1. Classification of
Criminal Cases
There
are two major classifications of criminal cases under Cr.P.C:
(1) Cases instituted basing on police report
(2) Cases instituted on complaint
Further
the Cr.P.C provides for four types of trial procedure. They are
2. Trial before a court of Sessions,
ii. Trial of warrant
cases by Magistrates,
iii. Trial of summons cases by
Magistrates, and
iv. Summary
trials.
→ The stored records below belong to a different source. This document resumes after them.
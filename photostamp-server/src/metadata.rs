use std::io::Cursor;

use chrono::NaiveDateTime;
use exif::{In, Tag, Value};

use crate::error::StampError;

/// Marker used when a capture date is absent or unparsable.
pub const DATE_UNKNOWN: &str = "日付不明";

/// Decimal-degree coordinate, derived once from the EXIF DMS triples.
#[derive(Debug, Clone, Copy, PartialEq)]
pub struct GeoCoordinate {
    pub latitude: f64,
    pub longitude: f64,
}

/// Typed, partial view over a photo's EXIF directory. Individual missing
/// tags never fail extraction; only a wholly absent directory does.
#[derive(Debug, Clone)]
pub struct CaptureMetadata {
    pub coordinate: Option<GeoCoordinate>,
    pub capture_date: Option<String>,
    /// EXIF orientation code 1-8; 1 means no transform.
    pub orientation: u16,
}

/// Parse geotag, capture date and orientation out of a raw image buffer.
pub fn extract(image_bytes: &[u8]) -> Result<CaptureMetadata, StampError> {
    let mut cursor = Cursor::new(image_bytes);
    let exif = exif::Reader::new()
        .read_from_container(&mut cursor)
        .map_err(|_| StampError::MetadataMissing)?;

    let latitude = read_gps_coord(&exif, Tag::GPSLatitude, Tag::GPSLatitudeRef);
    let longitude = read_gps_coord(&exif, Tag::GPSLongitude, Tag::GPSLongitudeRef);
    let coordinate = match (latitude, longitude) {
        (Some(latitude), Some(longitude)) => Some(GeoCoordinate {
            latitude,
            longitude,
        }),
        _ => None,
    };

    Ok(CaptureMetadata {
        coordinate,
        capture_date: read_capture_date(&exif),
        orientation: read_orientation(&exif),
    })
}

/// Read one GPS axis; requires both the DMS value and its hemisphere ref.
fn read_gps_coord(exif: &exif::Exif, value_tag: Tag, ref_tag: Tag) -> Option<f64> {
    let value_field = exif.get_field(value_tag, In::PRIMARY)?;
    let ref_field = exif.get_field(ref_tag, In::PRIMARY)?;
    let hemisphere = match &ref_field.value {
        Value::Ascii(v) => v
            .first()
            .and_then(|s| s.first())
            .map(|b| *b as char)?,
        _ => return None,
    };
    let dms: Vec<f64> = match &value_field.value {
        Value::Rational(parts) => parts.iter().map(|r| r.to_f64()).collect(),
        _ => Vec::new(),
    };
    Some(dms_to_decimal(&dms, hemisphere))
}

/// Convert a degrees/minutes/seconds triple plus hemisphere reference to
/// decimal degrees. A malformed (non-3-element) array yields 0 rather than
/// failing the extraction; the condition is logged so it stays observable.
pub fn dms_to_decimal(dms: &[f64], hemisphere: char) -> f64 {
    if dms.len() != 3 {
        tracing::warn!(elements = dms.len(), "malformed GPS DMS array, treating as 0");
        return 0.0;
    }
    let dd = dms[0] + dms[1] / 60.0 + dms[2] / 3600.0;
    if matches!(hemisphere, 'S' | 'W') { -dd } else { dd }
}

fn read_capture_date(exif: &exif::Exif) -> Option<String> {
    let field = exif.get_field(Tag::DateTimeOriginal, In::PRIMARY)?;
    let raw = match &field.value {
        Value::Ascii(v) => String::from_utf8_lossy(v.first()?).into_owned(),
        _ => field.display_value().to_string(),
    };
    Some(format_capture_date(&raw))
}

/// Normalize an EXIF `"YYYY:MM:DD HH:MM:SS"` bytestring into the `YYYY/MM/DD`
/// display form; anything unparsable degrades to [`DATE_UNKNOWN`].
pub fn format_capture_date(raw: &str) -> String {
    // Only the date part uses ':' separators, so replace the first two.
    let cleaned = raw.trim().trim_matches('"').replacen(':', "-", 2);
    for fmt in ["%Y-%m-%d %H:%M:%S", "%Y-%m-%dT%H:%M:%S"] {
        if let Ok(dt) = NaiveDateTime::parse_from_str(&cleaned, fmt) {
            return dt.format("%Y/%m/%d").to_string();
        }
    }
    DATE_UNKNOWN.to_string()
}

fn read_orientation(exif: &exif::Exif) -> u16 {
    exif.get_field(Tag::Orientation, In::PRIMARY)
        .and_then(|f| match &f.value {
            Value::Short(v) => v.first().copied(),
            _ => None,
        })
        .filter(|v| (1..=8).contains(v))
        .unwrap_or(1)
}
Both the trial before the court of sessions and warrant cases
by Magistrates are tried under the procedure of warrant cases and
the remaining two are tried in a summons cases trial.
3. What are Summons Cases?
Sec.2 (w) Cr.P.C:- ''Summons – case'' means a case relating to
an offence and not being a warrant case.
4. What are Warrant Cases?
Sec.2(x) Cr.P.C: ''Warrant case'' means a case relating to an
offence punishable with death, imprisonment for life or imprisonment for a term
exceeding two years.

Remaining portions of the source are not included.